--- EXERCISE DATA Enclosed Below ---
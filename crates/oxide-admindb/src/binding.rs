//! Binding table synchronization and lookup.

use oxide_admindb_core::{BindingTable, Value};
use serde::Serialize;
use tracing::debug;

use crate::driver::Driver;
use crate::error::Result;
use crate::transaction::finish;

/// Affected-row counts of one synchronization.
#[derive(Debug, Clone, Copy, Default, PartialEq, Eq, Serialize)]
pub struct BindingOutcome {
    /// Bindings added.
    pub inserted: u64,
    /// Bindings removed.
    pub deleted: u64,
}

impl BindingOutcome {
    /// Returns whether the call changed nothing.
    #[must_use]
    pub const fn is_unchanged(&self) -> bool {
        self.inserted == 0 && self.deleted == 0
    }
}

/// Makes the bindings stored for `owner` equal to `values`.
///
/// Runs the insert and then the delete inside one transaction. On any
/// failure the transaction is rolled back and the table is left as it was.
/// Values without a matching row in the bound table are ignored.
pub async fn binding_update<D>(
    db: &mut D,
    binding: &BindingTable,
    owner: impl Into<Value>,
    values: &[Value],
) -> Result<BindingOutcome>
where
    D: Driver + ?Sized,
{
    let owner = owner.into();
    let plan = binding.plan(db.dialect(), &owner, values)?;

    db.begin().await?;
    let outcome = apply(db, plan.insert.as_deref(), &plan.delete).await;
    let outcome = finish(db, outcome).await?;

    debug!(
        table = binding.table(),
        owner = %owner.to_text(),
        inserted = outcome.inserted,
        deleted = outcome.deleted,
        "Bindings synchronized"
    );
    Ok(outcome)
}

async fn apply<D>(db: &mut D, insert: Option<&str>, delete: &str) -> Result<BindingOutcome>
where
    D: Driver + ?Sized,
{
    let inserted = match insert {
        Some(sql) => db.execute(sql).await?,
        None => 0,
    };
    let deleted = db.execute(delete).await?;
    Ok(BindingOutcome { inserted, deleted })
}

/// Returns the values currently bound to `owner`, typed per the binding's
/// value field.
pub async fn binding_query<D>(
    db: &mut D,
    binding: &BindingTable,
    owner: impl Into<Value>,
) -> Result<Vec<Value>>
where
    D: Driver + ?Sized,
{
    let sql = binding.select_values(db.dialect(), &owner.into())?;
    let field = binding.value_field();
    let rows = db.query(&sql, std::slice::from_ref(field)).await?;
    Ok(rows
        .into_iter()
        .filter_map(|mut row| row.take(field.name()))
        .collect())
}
--- End of Enclosed EXERCISE DATA ---
--- EXERCISE DATA Enclosed Below ---
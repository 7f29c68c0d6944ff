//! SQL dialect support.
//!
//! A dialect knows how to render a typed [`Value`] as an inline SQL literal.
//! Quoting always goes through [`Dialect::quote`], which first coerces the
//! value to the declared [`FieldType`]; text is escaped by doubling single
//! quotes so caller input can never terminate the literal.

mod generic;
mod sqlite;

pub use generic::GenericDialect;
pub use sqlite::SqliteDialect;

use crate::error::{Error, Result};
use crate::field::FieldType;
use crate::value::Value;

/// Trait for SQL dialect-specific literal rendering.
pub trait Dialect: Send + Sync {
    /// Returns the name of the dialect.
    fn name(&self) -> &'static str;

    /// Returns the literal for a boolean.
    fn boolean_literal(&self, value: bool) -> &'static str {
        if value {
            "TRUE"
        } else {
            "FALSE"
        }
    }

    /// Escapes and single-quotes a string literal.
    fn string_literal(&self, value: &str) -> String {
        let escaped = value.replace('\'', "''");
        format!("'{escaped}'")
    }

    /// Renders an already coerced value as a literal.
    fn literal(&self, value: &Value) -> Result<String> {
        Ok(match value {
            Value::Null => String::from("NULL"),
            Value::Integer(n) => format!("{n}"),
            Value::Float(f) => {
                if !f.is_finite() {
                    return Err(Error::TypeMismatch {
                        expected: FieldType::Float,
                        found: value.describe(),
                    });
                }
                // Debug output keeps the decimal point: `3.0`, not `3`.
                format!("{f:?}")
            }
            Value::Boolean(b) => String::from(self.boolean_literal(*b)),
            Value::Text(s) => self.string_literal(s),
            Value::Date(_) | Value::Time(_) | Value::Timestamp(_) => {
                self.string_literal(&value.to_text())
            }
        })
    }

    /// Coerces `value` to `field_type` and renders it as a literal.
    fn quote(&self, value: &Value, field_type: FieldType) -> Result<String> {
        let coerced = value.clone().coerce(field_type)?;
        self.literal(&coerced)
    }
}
--- End of Enclosed EXERCISE DATA ---
--- EXERCISE DATA Enclosed Below ---
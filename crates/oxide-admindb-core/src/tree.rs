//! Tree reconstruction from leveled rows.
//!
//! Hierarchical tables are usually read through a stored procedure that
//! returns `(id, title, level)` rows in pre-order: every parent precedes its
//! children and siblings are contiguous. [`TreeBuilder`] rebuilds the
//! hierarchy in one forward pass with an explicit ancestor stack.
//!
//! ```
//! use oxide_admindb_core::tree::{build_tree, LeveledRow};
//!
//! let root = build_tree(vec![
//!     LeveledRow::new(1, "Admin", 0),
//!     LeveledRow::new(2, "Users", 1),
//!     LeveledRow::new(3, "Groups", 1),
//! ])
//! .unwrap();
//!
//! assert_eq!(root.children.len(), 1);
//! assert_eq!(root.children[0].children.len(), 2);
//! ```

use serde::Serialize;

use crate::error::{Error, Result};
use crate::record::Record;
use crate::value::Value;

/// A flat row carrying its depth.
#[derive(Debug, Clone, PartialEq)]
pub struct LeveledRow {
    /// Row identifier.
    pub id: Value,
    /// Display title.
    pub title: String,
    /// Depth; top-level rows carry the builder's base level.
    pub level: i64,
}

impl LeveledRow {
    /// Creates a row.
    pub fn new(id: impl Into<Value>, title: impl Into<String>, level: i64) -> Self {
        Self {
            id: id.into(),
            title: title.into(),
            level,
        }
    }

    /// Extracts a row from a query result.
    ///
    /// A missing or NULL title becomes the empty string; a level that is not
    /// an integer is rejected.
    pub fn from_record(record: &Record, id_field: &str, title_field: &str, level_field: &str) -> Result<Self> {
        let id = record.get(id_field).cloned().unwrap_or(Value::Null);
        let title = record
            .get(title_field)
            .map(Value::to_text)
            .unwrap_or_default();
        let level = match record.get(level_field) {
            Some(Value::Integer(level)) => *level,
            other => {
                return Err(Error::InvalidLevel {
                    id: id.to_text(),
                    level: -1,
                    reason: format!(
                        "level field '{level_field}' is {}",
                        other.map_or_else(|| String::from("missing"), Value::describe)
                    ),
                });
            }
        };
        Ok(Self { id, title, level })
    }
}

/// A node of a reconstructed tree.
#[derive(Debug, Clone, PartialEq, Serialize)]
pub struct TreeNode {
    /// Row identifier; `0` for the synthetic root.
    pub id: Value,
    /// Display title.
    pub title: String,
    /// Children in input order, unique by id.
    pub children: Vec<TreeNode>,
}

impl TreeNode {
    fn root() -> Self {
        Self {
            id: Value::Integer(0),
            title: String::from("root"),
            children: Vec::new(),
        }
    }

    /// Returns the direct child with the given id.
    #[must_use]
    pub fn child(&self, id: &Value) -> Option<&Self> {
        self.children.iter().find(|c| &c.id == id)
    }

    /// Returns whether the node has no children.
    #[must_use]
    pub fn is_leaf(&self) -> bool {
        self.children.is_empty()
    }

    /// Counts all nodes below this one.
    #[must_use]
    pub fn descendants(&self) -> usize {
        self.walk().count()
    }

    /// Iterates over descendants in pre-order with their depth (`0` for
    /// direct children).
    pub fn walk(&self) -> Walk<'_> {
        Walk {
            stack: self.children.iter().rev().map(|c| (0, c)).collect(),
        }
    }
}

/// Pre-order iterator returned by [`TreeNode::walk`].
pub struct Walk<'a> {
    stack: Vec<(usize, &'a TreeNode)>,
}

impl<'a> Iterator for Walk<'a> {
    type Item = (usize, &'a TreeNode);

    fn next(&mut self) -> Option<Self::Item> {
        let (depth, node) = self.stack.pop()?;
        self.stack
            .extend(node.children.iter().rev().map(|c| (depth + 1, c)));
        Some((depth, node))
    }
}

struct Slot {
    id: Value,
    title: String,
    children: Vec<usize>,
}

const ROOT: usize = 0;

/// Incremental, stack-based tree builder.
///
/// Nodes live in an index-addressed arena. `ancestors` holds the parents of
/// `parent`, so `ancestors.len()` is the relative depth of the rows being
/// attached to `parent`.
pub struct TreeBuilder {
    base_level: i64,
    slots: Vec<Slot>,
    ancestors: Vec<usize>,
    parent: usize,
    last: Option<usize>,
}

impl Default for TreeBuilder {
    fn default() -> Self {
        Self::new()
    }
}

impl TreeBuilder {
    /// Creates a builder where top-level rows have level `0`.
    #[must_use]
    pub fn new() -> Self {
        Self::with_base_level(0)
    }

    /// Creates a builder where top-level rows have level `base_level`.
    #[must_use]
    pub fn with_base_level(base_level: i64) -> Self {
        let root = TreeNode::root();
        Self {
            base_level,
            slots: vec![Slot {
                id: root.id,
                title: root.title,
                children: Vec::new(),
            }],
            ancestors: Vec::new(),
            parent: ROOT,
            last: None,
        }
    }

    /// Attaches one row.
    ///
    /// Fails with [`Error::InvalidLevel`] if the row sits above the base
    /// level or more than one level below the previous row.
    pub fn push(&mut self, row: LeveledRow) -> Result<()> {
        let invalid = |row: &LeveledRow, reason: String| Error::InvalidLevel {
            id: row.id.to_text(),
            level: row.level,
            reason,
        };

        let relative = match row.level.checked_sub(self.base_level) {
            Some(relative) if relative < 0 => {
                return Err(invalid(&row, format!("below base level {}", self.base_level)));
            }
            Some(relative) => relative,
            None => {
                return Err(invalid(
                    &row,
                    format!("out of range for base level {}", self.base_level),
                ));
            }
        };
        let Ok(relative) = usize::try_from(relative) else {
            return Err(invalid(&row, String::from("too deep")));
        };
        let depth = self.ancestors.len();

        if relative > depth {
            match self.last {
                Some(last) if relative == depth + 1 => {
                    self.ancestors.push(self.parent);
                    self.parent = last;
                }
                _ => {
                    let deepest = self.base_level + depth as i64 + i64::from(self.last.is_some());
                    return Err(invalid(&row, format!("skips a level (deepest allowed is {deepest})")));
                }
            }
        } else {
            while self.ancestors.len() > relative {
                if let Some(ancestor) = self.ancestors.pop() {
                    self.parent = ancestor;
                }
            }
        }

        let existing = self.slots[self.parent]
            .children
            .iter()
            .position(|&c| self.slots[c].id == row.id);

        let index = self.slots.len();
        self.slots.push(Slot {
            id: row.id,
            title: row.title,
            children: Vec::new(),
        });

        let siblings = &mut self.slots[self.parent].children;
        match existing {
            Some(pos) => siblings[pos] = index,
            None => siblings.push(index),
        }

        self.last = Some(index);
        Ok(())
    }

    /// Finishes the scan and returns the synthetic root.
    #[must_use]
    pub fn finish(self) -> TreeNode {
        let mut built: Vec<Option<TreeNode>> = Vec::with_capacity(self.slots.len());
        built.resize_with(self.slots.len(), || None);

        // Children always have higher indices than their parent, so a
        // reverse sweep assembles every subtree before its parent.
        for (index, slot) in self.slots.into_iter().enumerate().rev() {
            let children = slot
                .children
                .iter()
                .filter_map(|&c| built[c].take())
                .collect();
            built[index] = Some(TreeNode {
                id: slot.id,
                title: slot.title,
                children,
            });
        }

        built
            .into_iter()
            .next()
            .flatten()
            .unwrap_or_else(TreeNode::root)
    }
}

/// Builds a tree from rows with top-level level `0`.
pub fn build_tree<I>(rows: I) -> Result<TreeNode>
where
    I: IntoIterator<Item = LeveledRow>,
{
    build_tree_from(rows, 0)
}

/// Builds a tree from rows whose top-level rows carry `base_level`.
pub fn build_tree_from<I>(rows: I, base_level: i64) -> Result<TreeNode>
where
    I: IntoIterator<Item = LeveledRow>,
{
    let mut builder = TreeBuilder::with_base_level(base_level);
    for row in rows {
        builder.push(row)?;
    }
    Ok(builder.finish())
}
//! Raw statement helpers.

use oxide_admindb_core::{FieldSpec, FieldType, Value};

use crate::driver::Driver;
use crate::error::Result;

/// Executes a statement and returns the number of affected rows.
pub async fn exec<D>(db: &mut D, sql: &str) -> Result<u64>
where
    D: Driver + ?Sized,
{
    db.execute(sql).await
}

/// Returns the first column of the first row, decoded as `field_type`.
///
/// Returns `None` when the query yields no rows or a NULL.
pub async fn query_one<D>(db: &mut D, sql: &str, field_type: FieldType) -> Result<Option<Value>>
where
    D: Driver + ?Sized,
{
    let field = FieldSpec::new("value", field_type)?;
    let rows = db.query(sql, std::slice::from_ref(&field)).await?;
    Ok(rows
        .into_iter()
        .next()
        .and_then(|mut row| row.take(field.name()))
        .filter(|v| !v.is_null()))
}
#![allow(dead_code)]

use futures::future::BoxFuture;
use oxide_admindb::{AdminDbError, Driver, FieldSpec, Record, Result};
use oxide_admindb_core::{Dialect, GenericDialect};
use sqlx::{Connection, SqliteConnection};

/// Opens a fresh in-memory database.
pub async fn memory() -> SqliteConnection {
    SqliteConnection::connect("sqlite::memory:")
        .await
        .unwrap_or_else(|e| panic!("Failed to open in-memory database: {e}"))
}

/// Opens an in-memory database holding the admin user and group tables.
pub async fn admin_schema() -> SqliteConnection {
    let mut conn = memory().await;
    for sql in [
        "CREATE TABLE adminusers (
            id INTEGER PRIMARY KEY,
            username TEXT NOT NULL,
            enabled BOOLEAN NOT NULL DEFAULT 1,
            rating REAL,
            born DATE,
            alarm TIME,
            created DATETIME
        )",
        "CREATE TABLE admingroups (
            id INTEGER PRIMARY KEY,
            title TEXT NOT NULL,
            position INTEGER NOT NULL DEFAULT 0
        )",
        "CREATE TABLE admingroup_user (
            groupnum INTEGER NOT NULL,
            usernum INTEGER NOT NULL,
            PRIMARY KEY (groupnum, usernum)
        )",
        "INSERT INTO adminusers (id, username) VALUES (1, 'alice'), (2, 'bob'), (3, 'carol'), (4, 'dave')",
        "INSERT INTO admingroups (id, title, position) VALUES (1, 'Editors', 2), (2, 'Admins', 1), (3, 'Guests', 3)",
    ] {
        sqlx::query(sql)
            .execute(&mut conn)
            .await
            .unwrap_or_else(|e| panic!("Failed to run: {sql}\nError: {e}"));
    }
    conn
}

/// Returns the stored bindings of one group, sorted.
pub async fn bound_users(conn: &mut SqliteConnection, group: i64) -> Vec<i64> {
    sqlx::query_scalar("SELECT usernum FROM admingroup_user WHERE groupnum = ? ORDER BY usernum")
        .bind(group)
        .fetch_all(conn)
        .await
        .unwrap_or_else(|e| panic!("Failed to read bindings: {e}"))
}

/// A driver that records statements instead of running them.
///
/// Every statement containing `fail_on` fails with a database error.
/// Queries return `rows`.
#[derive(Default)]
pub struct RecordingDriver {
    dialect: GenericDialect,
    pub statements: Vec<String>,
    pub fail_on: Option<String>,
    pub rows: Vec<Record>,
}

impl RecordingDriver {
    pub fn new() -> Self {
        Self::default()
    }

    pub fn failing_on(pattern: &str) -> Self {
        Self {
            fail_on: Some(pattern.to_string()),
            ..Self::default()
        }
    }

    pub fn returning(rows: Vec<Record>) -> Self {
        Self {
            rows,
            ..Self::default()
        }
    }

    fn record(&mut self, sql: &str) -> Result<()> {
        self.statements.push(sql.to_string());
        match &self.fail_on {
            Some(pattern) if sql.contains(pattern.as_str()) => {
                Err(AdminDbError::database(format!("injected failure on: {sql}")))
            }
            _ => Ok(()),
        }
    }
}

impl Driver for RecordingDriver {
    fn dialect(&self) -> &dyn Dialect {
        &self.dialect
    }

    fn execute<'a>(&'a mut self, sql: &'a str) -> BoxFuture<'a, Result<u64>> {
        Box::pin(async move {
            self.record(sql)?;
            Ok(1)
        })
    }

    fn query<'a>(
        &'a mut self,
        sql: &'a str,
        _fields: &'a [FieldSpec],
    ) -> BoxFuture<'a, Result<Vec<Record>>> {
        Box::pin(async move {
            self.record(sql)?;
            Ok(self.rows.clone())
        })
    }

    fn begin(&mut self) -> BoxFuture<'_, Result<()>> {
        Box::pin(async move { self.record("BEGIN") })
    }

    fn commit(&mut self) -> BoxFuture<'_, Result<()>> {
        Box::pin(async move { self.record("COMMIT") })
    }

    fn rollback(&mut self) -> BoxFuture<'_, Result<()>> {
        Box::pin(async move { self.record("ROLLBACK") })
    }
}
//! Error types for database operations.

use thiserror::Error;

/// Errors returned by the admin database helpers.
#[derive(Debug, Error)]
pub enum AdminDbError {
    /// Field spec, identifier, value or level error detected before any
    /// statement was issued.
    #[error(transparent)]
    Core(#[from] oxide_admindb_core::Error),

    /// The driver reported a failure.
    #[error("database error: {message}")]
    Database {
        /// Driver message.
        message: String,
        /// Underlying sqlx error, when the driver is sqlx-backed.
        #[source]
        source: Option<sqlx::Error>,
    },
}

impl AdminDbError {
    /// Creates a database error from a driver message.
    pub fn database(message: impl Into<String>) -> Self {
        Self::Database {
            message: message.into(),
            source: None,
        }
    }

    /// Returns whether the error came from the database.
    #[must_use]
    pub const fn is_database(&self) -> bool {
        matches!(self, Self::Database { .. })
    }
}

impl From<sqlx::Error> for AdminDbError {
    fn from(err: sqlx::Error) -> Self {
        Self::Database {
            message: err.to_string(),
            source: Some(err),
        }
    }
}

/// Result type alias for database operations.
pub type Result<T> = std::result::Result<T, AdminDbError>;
--- End of Enclosed EXERCISE DATA ---
WORK REQUIRED
Above are the records; print exactly the lines from the line with "one group, sorted." to the line with "Some(pattern) if sql.contains(pattern.as_str())", including both, and nothing else.

SOLUTION TO THIS EXERCISE
/// Returns the stored bindings of one group, sorted.
pub async fn bound_users(conn: &mut SqliteConnection, group: i64) -> Vec<i64> {
    sqlx::query_scalar("SELECT usernum FROM admingroup_user WHERE groupnum = ? ORDER BY usernum")
        .bind(group)
        .fetch_all(conn)
        .await
        .unwrap_or_else(|e| panic!("Failed to read bindings: {e}"))
}

/// A driver that records statements instead of running them.
///
/// Every statement containing `fail_on` fails with a database error.
/// Queries return `rows`.
#[derive(Default)]
pub struct RecordingDriver {
    dialect: GenericDialect,
    pub statements: Vec<String>,
    pub fail_on: Option<String>,
    pub rows: Vec<Record>,
}

impl RecordingDriver {
    pub fn new() -> Self {
        Self::default()
    }

    pub fn failing_on(pattern: &str) -> Self {
        Self {
            fail_on: Some(pattern.to_string()),
            ..Self::default()
        }
    }

    pub fn returning(rows: Vec<Record>) -> Self {
        Self {
            rows,
            ..Self::default()
        }
    }

    fn record(&mut self, sql: &str) -> Result<()> {
        self.statements.push(sql.to_string());
        match &self.fail_on {
            Some(pattern) if sql.contains(pattern.as_str()) => {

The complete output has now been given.